Critics are slamming carotid stents once again. A New York Times blog reports that experts are blasting their overuse by patients who don't show any stroke symptoms.
Physician critics want greater use of prescription drugs to address factors such as blood pressure and cholesterol for patients without any stroke symptoms, the article notes, rather than stent or surgical procedures that could increase the risk of heart attack or, well, stroke. (The irony is not lost on the blog writer). Their excessive use, the article argues, adds billions of dollars in additional health care costs each year.

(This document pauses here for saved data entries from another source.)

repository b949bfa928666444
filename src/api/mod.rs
pub mod handlers;
pub mod models;
pub mod openapi;
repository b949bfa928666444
pub mod user;

pub use user::{NewUser, User, UserDraft, UserUpdate};
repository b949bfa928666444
pub mod errors;
pub mod models;
pub mod services;
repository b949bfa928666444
mod api_tests;

use crate::core::services::UserService;
use crate::infrastructure::storage::in_memory::InMemoryStorage;

pub fn create_test_service() -> UserService<InMemoryStorage> {
    UserService::new(InMemoryStorage::new())
}
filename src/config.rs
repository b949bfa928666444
use dotenv::dotenv;
use std::env;

/// Runtime settings, resolved once at startup and passed down explicitly.
#[derive(Debug, Clone)]
pub struct Config {
    pub port: u16,
    pub log_level: String,
}

impl Config {
    pub fn from_env() -> Self {
        dotenv().ok();

        Self {
            port: env::var("PORT")
                .ok()
                .and_then(|v| v.parse().ok())
                .unwrap_or(3000),
            log_level: env::var("LOG_LEVEL").unwrap_or_else(|_| "info".to_string()),
        }
    }
}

Dr. Michael Belkin, chief of vascular and endovascular surgery at Brigham and Women's Hospital in Boston, told the NYT that stent manufacturers are pressuring surgeons to use the stents more often. Another vascular surgeon--Dr. Frank J. Veith, who is with New York University and the Cleveland Clinic--is quoted as saying that carotid stents in patients with no stroke symptoms amounts to "a moneymaking free-for-all" that doesn't consider crucial differences between arteries that feed the heart and the more numerous ones connected to the brain.
The blog follows news last month that 38 leading vascular physicians sent a letter to Medicare urging the agency not to expand coverage for carotid stents, arguing that prescription drugs are as good, if not better, at preventing strokes.